Requirement
Show each line of the entries below in which the word "alpha" appears.

Dataset excerpts
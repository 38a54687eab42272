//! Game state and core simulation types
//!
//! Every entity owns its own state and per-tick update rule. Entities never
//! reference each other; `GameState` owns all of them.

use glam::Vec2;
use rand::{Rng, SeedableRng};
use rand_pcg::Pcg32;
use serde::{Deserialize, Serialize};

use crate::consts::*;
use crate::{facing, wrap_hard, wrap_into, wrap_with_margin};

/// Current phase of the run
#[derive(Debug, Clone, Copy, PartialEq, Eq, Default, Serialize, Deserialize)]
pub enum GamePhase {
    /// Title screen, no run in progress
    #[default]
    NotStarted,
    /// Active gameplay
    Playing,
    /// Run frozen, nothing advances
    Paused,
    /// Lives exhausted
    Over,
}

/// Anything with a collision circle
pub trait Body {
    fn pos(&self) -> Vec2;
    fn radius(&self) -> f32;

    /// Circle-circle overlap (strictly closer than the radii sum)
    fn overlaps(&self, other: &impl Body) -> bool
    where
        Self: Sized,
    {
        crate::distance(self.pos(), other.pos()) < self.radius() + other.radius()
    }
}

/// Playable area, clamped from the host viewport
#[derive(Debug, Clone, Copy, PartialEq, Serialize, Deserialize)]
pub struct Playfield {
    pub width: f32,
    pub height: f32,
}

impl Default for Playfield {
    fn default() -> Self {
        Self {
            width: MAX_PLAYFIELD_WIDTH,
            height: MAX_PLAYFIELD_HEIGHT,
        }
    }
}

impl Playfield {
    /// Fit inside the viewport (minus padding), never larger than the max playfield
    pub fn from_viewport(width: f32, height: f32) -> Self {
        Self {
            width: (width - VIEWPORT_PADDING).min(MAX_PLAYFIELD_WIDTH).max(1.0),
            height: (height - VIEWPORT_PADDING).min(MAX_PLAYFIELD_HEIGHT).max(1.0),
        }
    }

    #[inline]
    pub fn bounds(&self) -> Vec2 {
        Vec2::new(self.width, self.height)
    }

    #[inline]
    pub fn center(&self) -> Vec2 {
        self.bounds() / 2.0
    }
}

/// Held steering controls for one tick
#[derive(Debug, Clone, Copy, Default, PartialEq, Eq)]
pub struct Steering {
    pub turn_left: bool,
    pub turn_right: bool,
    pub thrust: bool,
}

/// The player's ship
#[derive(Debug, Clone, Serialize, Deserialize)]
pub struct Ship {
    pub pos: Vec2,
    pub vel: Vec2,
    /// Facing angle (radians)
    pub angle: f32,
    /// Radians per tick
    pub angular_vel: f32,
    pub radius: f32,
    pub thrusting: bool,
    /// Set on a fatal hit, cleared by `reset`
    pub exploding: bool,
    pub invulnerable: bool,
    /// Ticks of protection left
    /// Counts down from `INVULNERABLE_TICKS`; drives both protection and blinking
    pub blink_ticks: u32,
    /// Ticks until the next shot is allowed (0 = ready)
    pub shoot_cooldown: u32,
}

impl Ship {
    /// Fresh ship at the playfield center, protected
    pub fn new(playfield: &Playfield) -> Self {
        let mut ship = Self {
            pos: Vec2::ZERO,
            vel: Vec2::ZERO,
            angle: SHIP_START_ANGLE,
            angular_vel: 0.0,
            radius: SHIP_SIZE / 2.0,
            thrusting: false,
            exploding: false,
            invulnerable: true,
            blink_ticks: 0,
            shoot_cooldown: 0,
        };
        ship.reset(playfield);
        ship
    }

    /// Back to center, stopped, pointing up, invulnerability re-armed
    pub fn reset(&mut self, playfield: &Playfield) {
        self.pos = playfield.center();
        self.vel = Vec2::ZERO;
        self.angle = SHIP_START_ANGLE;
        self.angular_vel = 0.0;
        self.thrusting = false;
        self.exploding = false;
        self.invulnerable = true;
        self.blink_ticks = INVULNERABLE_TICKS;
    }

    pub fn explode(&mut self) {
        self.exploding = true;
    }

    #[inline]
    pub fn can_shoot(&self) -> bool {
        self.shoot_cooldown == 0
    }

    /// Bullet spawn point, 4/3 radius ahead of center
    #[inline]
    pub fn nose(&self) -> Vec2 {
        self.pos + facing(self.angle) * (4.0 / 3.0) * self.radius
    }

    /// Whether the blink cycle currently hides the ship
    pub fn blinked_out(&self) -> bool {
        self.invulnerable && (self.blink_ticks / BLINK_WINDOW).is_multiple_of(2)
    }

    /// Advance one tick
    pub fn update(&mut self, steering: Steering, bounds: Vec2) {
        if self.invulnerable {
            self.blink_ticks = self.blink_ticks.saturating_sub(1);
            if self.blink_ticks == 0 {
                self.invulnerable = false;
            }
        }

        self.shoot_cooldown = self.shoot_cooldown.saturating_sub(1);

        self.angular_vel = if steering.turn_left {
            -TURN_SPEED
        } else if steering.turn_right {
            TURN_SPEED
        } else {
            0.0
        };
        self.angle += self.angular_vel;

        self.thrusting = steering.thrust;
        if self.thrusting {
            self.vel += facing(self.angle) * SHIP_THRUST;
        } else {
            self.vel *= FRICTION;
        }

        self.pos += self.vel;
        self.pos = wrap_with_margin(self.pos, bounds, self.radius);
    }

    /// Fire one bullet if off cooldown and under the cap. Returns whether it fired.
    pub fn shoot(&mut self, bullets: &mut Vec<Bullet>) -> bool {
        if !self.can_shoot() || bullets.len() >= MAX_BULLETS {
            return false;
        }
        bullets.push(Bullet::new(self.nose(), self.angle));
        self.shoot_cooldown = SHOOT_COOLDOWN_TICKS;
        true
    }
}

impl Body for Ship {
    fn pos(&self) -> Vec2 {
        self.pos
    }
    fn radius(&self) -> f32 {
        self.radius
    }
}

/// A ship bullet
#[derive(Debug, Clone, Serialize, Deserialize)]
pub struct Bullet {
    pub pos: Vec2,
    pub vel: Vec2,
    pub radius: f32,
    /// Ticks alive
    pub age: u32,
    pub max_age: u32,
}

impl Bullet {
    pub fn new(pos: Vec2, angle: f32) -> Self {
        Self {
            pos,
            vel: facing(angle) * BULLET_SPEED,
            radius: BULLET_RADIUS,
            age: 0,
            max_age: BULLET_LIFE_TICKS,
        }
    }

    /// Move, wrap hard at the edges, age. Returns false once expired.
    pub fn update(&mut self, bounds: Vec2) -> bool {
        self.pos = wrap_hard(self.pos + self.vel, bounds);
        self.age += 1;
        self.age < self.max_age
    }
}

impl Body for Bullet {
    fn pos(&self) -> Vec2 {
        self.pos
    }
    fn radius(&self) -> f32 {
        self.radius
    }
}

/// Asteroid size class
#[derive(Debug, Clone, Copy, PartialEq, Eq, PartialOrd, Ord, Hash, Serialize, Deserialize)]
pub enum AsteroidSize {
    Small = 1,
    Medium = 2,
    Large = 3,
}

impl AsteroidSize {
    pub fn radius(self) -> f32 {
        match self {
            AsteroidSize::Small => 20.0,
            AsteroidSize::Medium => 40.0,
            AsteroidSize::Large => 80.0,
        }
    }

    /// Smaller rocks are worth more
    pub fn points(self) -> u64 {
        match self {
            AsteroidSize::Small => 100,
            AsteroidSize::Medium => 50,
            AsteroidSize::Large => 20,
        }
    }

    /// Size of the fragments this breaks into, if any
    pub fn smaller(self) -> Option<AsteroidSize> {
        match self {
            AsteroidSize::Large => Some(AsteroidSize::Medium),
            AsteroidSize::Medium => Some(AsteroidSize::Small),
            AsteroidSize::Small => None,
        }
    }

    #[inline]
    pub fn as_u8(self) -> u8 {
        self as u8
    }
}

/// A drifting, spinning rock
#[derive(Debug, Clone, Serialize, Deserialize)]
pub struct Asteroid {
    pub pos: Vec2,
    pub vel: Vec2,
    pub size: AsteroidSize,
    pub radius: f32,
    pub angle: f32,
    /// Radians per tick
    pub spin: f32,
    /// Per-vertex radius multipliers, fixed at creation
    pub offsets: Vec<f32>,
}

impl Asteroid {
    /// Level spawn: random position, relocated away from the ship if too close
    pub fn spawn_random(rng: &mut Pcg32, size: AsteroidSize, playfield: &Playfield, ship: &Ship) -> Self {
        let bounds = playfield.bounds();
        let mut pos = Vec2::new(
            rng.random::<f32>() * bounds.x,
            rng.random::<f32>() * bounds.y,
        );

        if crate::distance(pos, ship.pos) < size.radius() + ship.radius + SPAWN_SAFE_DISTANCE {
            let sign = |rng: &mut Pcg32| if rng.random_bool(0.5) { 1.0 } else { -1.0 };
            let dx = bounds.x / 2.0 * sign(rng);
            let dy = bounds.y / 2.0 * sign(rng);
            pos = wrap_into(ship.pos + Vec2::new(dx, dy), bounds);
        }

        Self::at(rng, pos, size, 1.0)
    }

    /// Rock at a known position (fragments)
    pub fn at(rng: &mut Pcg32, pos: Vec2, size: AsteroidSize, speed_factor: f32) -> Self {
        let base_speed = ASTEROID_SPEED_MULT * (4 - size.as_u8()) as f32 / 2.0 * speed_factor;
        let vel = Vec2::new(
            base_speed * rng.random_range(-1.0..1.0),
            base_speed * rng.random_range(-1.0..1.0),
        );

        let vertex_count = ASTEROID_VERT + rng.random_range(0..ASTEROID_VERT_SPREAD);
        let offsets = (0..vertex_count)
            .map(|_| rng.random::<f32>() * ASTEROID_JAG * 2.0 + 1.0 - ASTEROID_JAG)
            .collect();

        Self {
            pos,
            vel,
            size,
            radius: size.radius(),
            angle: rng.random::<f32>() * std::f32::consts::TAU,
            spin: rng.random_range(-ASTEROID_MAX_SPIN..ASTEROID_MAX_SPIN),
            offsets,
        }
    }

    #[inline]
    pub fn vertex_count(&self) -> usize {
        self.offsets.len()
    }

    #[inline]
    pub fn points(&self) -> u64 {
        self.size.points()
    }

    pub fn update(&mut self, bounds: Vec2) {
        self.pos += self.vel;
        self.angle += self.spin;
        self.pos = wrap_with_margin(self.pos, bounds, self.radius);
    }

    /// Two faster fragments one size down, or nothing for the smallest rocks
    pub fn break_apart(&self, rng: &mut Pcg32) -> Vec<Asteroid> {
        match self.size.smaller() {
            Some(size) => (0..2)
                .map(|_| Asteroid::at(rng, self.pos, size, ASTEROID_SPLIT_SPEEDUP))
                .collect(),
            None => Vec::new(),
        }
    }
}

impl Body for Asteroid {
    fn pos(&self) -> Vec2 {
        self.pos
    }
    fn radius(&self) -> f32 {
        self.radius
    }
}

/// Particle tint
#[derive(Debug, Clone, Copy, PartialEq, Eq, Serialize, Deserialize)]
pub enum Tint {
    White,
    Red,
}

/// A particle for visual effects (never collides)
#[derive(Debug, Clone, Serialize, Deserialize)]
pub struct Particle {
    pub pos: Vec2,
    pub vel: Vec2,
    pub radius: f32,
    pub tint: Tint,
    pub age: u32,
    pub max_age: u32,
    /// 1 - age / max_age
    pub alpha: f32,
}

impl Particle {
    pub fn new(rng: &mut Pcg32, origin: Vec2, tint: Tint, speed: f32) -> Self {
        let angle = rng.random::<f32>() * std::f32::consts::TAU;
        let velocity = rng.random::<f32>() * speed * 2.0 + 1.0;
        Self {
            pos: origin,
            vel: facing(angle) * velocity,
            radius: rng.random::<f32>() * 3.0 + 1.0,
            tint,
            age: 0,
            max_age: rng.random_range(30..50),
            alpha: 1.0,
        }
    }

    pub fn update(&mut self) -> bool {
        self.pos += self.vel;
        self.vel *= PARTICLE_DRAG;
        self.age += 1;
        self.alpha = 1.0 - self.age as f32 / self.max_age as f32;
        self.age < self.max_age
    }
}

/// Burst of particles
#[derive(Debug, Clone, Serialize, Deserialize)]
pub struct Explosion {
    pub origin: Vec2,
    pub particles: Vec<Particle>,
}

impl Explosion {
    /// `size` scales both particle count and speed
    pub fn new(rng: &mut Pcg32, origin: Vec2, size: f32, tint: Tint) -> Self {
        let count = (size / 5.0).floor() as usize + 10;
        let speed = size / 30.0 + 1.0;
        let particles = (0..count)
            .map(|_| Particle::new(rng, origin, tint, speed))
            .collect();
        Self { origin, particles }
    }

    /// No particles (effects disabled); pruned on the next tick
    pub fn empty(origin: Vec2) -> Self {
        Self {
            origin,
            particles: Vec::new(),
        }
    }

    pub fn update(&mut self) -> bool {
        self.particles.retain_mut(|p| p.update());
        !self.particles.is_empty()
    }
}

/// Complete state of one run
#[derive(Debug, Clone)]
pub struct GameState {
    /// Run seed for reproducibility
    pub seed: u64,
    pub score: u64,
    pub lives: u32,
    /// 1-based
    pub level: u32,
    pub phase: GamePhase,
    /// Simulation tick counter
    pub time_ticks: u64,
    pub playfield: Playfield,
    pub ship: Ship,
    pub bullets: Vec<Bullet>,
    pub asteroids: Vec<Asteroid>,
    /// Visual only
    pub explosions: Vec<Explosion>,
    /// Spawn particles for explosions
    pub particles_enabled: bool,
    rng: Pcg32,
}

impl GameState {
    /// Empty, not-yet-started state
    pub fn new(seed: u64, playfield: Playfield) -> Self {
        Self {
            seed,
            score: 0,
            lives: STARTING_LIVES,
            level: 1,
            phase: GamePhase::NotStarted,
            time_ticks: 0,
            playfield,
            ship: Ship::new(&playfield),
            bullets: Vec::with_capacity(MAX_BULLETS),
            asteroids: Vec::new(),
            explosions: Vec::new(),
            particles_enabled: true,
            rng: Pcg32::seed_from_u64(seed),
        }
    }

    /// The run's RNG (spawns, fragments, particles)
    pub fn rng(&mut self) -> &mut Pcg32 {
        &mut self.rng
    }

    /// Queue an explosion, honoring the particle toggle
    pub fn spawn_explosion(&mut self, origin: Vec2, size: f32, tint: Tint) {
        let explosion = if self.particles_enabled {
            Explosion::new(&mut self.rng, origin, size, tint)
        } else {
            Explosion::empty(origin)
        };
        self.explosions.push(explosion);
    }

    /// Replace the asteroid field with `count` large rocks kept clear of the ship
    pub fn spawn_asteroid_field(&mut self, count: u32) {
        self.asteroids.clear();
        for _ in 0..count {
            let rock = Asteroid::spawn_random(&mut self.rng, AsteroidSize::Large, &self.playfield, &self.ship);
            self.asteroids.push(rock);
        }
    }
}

Expected answer
    pub alpha: f32,
            alpha: 1.0,
        self.alpha = 1.0 - self.age as f32 / self.max_age as f32;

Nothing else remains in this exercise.